Zutreffend habe das Landgericht eine Tierhalterhaftung des Beklagten nach § 833 S. 1 BGB bejaht. Allerdings sei das Verhalten des Pferdes des Beklagten auch auf die schnelle Annäherung des Pferdes der Klägerin im Galopp zurückzuführen, womit sich auch die vom Pferd der Klägerin ausgehende Tiergefahr verwirklicht habe. Dies müsse, so das OLG, zu einer Schadensteilung führen. Die Tiergefahr des eigenen Pferdes müsse sich der Geschädigte entsprechend § 254 BGB (Mitverschulden) zurechnen lassen.  Zwar behauptete die Klägerin, dass das Pferd des Beklagten zum Austreten neige. Das aber würde eine Differenzierung der wechselseitigen Tiergefahr nicht bedingen können. Insoweit sei zu berücksichtigen, dass sich die Klägerin im Galopp von hinten näherte und dadurch eine nicht unwesentliche Gefährdungsursache gesetzt habe. Sollte das Pferd des Beklagten (wie von diesem behauptet, was allerdings ohne Beweisaufnahme nicht geklärt werden könne) mit einer roten Schleife gekennzeichnet gewesen sein, würde sich der Haftungsanteil der Klägerin noch erhöhen. Bei der Abwägung sei auch nicht der Aufenthalt der jeweiligen Pferde in einer falschen Bahn zu berücksichtigen, da sich beide Pferde in der falschen Bahn befunden hätten. Diese von der Gepflogenheit abweichende Verhaltensweise hätte die Klägerin berücksichtigen können und müssen und zu besonderer Vorsicht und einem größeren, unfallvermeidendenden Sicherheitsabstand veranlassen müssen. Damit wären die Verursachungsanteile beider Pferde jedenfalls als gleichwertig anzusehen, weshalb der eingeschränkten  Berufung stattzugeben sei.

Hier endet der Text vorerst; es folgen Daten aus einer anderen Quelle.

use crate::checker::{DifferentialChecker, Verdict};
use crate::commit::CommitEvent;
use crate::model::{HardwareModel, Pin};
use crate::reference::MismatchReport;
use crate::regs::RegisterLayout;
use crate::snapshot;

#[derive(Debug, Clone, Copy, PartialEq, Eq)]
pub enum MonitorState {
    /// Boot code has not reached the start address yet.
    AwaitingStart,
    Running,
}

/// What the monitor saw in one cycle.
#[derive(Debug, Clone, Copy, PartialEq, Eq, Default)]
pub struct Observation {
    /// The start address was seen and the checker initialised this cycle.
    pub started: bool,
    /// A commit was observed (and checked, if checking is enabled).
    pub committed: bool,
}

/// A commit the checker rejected.
#[derive(Debug, Clone, PartialEq, Eq)]
pub struct Divergence {
    pub pc: u64,
    pub event: CommitEvent,
    pub report: MismatchReport,
}

/// Turns per-cycle difftest port values into checker calls.
#[derive(Debug, Clone)]
pub struct CommitMonitor {
    state: MonitorState,
    start_address: u64,
    layout: RegisterLayout,
}

impl CommitMonitor {
    pub fn new(start_address: u64, layout: RegisterLayout) -> Self {
        Self {
            state: MonitorState::AwaitingStart,
            start_address,
            layout,
        }
    }

    pub fn state(&self) -> MonitorState {
        self.state
    }

    pub fn is_running(&self) -> bool {
        self.state == MonitorState::Running
    }

    // 32-bit start addresses are matched on the low word so that
    // sign-extended PCs of 64-bit cores hit as well.
    fn is_start(&self, pc: u64) -> bool {
        if self.start_address <= u32::MAX as u64 {
            pc as u32 == self.start_address as u32
        } else {
            pc == self.start_address
        }
    }

    /// Samples the model after a clock step.
    ///
    /// Start detection runs before the commit check, so the cycle that first
    /// shows the start address may also deliver its commit.
    pub fn observe<M, C>(&mut self, model: &M, checker: &mut C) -> Result<Observation, Divergence>
    where
        M: HardwareModel + ?Sized,
        C: DifferentialChecker + ?Sized,
    {
        let mut observation = Observation::default();

        if self.state == MonitorState::AwaitingStart && self.is_start(snapshot::read_pc(model)) {
            self.state = MonitorState::Running;
            let regs = snapshot::read_registers(model, self.layout);
            tracing::info!(
                pc = format_args!("0x{:x}", regs.pc()),
                "first instruction reached, starting difftest"
            );
            checker.init(regs);
            observation.started = true;
        }

        if self.state == MonitorState::Running && model.read_pin(Pin::Commit) != 0 {
            observation.committed = true;
            if model.read_pin(Pin::DifftestEnable) != 0 {
                let regs = snapshot::read_registers(model, self.layout);
                let pc = regs.pc();
                let event = CommitEvent::sample(model);
                tracing::trace!(pc = format_args!("0x{pc:x}"), %event, "commit");
                if let Verdict::Fail(report) = checker.step(regs, event) {
                    return Err(Divergence { pc, event, report });
                }
            }
        }

        Ok(observation)
    }
}

#[cfg(test)]
mod tests {
    use std::collections::HashMap;

    use super::*;
    use crate::regs::RegisterVector;

    #[derive(Default)]
    struct Pins(HashMap<Pin, u64>);

    impl HardwareModel for Pins {
        fn set_clock(&mut self, _high: bool) {}
        fn set_reset(&mut self, _asserted: bool) {}
        fn eval(&mut self) {}
        fn read_pin(&self, pin: Pin) -> u64 {
            self.0.get(&pin).copied().unwrap_or(0)
        }
    }

    #[derive(Default)]
    struct Calls {
        log: Vec<&'static str>,
        fail: bool,
    }

    impl DifferentialChecker for Calls {
        fn init(&mut self, _regs: RegisterVector) {
            self.log.push("init");
        }
        fn step(&mut self, regs: RegisterVector, _event: CommitEvent) -> Verdict {
            self.log.push("step");
            if self.fail {
                Verdict::Fail(MismatchReport::new(regs.pc()))
            } else {
                Verdict::Pass
            }
        }
    }

    fn pins(pc: u64, commit: bool) -> Pins {
        let mut pins = Pins::default();
        pins.0.insert(Pin::ThisPc, pc);
        pins.0.insert(Pin::Commit, commit as u64);
        pins.0.insert(Pin::DifftestEnable, 1);
        pins
    }

    #[test]
    fn ignores_commits_before_start() {
        let mut monitor = CommitMonitor::new(0x8000_0000, RegisterLayout::GprOnly);
        let mut checker = Calls::default();
        let seen = monitor.observe(&pins(0x1000, true), &mut checker).unwrap();
        assert_eq!(seen, Observation::default());
        assert!(checker.log.is_empty());
        assert_eq!(monitor.state(), MonitorState::AwaitingStart);
    }

    #[test]
    fn start_and_commit_in_same_cycle() {
        let mut monitor = CommitMonitor::new(0x8000_0000, RegisterLayout::GprOnly);
        let mut checker = Calls::default();
        let seen = monitor.observe(&pins(0x8000_0000, true), &mut checker).unwrap();
        assert!(seen.started && seen.committed);
        assert_eq!(checker.log, vec!["init", "step"]);
    }

    #[test]
    fn init_happens_once() {
        let mut monitor = CommitMonitor::new(0x8000_0000, RegisterLayout::GprOnly);
        let mut checker = Calls::default();
        monitor.observe(&pins(0x8000_0000, false), &mut checker).unwrap();
        monitor.observe(&pins(0x8000_0000, true), &mut checker).unwrap();
        monitor.observe(&pins(0x8000_0004, true), &mut checker).unwrap();
        assert_eq!(checker.log, vec!["init", "step", "step"]);
    }

    #[test]
    fn sign_extended_start_matches() {
        let mut monitor = CommitMonitor::new(0x8000_0000, RegisterLayout::GprOnly);
        let mut checker = Calls::default();
        let seen = monitor
            .observe(&pins(0xffff_ffff_8000_0000, false), &mut checker)
            .unwrap();
        assert!(seen.started);
    }

    #[test]
    fn disabled_port_skips_check_but_counts_commit() {
        let mut monitor = CommitMonitor::new(0x8000_0000, RegisterLayout::GprOnly);
        let mut checker = Calls { fail: true, ..Default::default() };
        let mut model = pins(0x8000_0000, true);
        model.0.insert(Pin::DifftestEnable, 0);
        let seen = monitor.observe(&model, &mut checker).unwrap();
        assert!(seen.committed);
        assert_eq!(checker.log, vec!["init"]);
    }

    #[test]
    fn failed_step_is_reported() {
        let mut monitor = CommitMonitor::new(0x8000_0000, RegisterLayout::GprOnly);
        let mut checker = Calls { fail: true, ..Default::default() };
        let mut model = pins(0x8000_0000, true);
        model.0.insert(Pin::ThisInst, 0x0000_0013);
        let divergence = monitor.observe(&model, &mut checker).unwrap_err();
        assert_eq!(divergence.pc, 0x8000_0000);
        assert_eq!(divergence.event.inst, 0x13);
    }
}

Anmerkung: Hätte der Beklagte hier mehr als 50% Mithaftung der Klägerin im Berufungsverfahren geltend gemacht, wäre es nach der Entscheidung des OLG darauf angekommen, ob das Pferd des Beklagten eine rote Schleife trug. Darüber wäre Beweis zu erheben gewesen. Da die Berufung auf eine Haftungsteilung abstellte, konnte dies auf sich beruhen.